**Supplied data:**
···

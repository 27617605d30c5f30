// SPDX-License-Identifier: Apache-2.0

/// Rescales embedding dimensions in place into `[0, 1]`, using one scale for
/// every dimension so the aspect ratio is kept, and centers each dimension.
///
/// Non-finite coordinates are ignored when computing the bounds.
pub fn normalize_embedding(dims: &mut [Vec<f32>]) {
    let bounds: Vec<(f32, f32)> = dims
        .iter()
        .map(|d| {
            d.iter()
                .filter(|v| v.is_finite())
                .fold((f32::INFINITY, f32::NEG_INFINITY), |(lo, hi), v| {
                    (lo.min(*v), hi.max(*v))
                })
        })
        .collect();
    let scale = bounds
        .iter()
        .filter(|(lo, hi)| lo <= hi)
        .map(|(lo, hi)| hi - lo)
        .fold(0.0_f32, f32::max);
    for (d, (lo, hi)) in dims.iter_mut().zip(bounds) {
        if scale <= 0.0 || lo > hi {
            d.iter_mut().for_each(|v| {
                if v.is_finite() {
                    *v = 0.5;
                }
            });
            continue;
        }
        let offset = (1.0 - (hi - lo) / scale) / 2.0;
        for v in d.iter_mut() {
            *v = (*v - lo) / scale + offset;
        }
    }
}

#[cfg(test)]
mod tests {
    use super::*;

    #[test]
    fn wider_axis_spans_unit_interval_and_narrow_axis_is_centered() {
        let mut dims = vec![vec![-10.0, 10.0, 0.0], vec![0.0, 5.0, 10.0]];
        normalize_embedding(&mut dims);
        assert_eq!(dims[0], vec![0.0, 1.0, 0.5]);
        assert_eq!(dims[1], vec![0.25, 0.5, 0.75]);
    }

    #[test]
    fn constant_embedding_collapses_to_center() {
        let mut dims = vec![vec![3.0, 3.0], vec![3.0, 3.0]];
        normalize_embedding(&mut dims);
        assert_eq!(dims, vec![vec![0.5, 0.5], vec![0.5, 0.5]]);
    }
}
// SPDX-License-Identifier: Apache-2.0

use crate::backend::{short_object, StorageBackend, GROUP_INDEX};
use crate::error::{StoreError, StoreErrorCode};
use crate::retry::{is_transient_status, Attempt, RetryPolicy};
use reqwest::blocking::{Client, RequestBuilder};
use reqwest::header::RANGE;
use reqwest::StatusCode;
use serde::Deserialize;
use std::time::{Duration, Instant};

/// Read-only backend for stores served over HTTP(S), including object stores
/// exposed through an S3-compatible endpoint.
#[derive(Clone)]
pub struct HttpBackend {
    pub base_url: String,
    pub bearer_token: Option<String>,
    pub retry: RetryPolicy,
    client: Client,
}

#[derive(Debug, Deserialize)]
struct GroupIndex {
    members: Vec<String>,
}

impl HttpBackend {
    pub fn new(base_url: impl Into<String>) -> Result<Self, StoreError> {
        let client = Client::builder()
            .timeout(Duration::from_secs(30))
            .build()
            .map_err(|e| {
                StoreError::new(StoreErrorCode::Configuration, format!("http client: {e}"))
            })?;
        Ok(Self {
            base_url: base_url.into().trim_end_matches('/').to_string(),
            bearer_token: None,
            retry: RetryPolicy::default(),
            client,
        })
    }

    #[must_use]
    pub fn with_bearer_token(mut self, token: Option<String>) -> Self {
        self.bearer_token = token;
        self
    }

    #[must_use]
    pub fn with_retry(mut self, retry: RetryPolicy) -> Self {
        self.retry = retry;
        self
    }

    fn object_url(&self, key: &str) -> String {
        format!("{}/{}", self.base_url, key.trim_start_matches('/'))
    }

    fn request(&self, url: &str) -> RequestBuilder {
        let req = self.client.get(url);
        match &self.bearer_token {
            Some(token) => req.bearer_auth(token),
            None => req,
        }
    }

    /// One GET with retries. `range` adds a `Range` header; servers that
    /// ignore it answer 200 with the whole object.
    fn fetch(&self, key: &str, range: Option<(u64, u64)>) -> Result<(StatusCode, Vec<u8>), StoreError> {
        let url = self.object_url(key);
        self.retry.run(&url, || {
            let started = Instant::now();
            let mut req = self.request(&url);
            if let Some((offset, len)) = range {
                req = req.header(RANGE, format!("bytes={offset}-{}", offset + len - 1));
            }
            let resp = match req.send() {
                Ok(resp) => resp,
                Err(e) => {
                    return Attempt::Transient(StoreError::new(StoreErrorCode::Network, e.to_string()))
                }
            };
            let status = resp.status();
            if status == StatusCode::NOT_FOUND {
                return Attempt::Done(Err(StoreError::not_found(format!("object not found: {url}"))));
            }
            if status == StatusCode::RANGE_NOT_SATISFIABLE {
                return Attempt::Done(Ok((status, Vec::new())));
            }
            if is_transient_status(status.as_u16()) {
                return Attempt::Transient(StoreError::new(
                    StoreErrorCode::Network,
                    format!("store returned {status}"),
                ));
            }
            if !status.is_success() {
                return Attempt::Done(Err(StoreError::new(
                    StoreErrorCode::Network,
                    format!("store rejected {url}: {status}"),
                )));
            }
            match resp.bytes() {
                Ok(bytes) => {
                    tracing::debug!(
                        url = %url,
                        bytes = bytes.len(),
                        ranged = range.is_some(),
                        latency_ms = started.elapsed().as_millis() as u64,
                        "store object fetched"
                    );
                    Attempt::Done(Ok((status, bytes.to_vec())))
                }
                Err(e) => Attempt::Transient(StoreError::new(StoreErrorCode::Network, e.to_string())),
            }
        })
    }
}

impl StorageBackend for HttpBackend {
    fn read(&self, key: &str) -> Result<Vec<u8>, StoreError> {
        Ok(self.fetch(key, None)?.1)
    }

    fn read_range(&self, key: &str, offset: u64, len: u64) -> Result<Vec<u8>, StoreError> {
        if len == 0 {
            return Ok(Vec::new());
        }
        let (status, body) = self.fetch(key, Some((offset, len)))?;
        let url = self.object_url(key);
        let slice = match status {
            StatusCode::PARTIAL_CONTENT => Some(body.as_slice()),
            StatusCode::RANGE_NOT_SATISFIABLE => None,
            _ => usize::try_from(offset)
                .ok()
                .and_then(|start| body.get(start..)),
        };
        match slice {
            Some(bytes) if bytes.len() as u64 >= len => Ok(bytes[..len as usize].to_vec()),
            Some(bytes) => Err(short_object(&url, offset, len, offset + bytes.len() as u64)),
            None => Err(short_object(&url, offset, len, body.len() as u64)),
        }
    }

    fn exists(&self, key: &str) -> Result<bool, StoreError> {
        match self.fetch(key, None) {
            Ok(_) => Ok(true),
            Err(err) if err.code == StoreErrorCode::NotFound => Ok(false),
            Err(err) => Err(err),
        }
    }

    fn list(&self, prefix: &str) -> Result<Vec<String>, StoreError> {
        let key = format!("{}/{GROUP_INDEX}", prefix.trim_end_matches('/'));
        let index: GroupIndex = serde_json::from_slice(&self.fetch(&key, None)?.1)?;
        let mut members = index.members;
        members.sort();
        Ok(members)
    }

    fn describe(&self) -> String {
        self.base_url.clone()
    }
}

···

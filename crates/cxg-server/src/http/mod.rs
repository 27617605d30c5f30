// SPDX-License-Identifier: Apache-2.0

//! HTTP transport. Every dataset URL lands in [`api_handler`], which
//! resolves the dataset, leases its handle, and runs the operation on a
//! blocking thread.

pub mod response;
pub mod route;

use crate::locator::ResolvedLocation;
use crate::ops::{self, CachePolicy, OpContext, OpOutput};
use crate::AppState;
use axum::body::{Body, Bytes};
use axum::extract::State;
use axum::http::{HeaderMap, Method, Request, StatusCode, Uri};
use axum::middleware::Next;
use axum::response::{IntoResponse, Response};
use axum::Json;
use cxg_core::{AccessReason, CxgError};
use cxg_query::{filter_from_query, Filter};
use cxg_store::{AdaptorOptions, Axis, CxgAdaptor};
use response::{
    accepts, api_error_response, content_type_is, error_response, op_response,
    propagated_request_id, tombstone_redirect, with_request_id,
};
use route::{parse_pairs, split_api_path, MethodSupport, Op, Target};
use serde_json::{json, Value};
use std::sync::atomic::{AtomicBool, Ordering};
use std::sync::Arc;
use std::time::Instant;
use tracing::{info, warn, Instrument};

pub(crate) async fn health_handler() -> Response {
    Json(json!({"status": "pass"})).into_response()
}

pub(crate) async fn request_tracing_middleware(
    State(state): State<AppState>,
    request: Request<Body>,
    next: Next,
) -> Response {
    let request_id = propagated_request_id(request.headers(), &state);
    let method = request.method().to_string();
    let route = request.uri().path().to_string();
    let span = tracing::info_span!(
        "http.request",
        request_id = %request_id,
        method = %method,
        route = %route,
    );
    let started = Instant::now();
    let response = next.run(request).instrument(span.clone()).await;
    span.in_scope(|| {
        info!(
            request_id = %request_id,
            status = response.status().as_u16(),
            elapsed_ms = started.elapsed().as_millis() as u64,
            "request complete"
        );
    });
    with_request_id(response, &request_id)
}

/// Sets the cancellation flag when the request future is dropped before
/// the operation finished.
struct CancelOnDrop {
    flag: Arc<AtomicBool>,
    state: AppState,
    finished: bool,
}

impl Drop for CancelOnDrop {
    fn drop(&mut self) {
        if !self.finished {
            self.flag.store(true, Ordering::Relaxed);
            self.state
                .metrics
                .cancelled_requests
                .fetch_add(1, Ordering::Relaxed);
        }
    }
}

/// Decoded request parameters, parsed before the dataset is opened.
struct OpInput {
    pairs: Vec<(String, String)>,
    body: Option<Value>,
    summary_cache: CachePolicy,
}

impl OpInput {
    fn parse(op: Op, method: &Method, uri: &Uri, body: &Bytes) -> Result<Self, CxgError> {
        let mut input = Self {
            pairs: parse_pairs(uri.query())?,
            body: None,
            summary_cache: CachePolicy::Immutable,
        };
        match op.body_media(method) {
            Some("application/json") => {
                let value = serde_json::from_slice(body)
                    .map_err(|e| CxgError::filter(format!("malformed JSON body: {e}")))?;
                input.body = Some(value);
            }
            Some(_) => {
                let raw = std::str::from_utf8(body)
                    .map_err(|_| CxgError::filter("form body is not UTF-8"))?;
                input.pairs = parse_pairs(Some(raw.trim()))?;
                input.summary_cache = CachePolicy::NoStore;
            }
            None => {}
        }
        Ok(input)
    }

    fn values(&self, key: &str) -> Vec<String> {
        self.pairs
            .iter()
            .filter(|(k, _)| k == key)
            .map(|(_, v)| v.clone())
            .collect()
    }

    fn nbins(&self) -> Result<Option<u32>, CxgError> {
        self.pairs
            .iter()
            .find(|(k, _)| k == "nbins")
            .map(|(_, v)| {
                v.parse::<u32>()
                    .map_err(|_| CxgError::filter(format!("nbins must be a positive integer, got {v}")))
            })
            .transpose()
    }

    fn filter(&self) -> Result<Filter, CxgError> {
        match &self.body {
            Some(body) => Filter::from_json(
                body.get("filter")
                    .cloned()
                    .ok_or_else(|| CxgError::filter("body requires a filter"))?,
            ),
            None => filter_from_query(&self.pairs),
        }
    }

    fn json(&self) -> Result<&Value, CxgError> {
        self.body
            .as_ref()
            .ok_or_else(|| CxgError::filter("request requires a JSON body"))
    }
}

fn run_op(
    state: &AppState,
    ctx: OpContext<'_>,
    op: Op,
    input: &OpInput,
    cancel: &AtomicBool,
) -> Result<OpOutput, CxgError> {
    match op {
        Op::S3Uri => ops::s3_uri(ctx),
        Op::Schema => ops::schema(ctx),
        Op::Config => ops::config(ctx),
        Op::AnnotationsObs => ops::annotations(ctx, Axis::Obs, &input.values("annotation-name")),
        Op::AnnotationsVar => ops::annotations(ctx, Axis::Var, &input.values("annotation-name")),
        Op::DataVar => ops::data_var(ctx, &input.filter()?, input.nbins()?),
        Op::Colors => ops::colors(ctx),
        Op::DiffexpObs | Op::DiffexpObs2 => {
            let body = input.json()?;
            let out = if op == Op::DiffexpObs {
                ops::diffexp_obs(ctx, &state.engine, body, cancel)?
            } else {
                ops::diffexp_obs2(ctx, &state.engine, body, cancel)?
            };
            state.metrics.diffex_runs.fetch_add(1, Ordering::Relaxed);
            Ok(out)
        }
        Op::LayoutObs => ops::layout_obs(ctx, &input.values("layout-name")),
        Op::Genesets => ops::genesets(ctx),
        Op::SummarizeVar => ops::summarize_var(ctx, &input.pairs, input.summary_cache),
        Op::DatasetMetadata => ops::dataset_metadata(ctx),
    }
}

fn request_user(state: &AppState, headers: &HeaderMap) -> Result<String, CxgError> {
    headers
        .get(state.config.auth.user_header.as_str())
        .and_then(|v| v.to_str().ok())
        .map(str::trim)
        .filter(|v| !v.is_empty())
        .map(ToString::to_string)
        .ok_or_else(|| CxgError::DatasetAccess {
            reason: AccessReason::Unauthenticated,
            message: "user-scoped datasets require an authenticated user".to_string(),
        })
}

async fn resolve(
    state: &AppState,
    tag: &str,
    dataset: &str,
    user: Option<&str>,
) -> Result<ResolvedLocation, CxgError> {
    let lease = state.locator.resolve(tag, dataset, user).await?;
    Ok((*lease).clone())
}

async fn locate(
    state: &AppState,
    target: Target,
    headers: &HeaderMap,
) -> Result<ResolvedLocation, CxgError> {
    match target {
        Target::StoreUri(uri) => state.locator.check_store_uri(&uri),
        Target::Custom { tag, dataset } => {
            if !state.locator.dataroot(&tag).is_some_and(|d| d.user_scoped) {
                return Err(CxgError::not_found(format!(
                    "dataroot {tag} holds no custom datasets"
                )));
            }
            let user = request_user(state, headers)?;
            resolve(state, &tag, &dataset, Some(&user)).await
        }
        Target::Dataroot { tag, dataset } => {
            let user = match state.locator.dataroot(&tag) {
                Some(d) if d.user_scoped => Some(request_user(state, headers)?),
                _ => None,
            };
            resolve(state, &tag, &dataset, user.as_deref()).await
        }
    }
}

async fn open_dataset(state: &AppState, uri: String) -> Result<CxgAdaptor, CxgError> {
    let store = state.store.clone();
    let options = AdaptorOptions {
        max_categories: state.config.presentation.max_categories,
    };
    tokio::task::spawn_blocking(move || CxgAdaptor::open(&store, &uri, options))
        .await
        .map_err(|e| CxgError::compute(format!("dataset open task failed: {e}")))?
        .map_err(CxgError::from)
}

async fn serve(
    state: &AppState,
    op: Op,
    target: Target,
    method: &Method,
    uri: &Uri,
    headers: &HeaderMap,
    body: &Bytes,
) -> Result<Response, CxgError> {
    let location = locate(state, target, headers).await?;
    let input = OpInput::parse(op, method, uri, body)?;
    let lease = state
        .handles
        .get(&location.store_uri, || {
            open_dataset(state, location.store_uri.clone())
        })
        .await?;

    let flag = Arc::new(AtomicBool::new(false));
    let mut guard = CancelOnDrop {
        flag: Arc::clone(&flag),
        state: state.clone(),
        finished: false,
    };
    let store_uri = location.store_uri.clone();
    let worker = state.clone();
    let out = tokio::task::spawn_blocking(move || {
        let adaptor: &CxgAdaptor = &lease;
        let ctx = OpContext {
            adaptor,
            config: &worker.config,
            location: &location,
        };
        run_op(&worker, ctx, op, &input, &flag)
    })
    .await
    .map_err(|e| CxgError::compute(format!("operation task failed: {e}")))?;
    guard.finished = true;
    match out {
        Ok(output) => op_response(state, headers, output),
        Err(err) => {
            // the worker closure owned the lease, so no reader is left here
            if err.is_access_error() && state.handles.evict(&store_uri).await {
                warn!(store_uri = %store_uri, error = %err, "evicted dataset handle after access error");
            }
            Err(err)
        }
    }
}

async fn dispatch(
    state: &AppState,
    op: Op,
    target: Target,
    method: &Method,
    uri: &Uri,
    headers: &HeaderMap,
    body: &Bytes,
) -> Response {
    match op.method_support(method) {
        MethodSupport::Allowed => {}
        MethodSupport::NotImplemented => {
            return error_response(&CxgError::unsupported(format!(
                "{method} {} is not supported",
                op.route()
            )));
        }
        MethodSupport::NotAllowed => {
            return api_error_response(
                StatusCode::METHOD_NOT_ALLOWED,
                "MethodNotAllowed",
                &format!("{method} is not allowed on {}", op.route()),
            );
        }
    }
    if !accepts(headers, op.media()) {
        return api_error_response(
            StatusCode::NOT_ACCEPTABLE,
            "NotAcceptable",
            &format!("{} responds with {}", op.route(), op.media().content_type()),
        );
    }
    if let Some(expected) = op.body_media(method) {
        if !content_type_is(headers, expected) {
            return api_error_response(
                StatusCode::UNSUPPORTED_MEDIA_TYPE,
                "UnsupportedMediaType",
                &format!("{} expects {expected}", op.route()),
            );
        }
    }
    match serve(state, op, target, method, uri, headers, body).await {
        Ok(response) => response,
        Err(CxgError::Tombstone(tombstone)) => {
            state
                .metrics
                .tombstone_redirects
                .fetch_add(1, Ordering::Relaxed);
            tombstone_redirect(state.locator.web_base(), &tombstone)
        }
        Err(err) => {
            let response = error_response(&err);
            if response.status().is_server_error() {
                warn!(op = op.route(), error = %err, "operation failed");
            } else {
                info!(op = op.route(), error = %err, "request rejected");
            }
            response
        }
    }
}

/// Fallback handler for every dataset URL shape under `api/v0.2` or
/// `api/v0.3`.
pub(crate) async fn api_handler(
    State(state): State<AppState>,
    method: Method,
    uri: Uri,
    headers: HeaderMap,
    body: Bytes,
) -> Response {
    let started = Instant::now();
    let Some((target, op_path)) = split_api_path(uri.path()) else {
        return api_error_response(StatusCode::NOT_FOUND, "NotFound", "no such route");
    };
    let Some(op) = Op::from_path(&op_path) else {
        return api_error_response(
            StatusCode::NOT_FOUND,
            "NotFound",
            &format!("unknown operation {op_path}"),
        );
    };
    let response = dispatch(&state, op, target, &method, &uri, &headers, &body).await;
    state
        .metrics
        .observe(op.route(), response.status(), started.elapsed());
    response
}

···

**Work order:** Give the number of lines in the material above that contain the word "accepts", and add nothing.

**Problem solution:** 2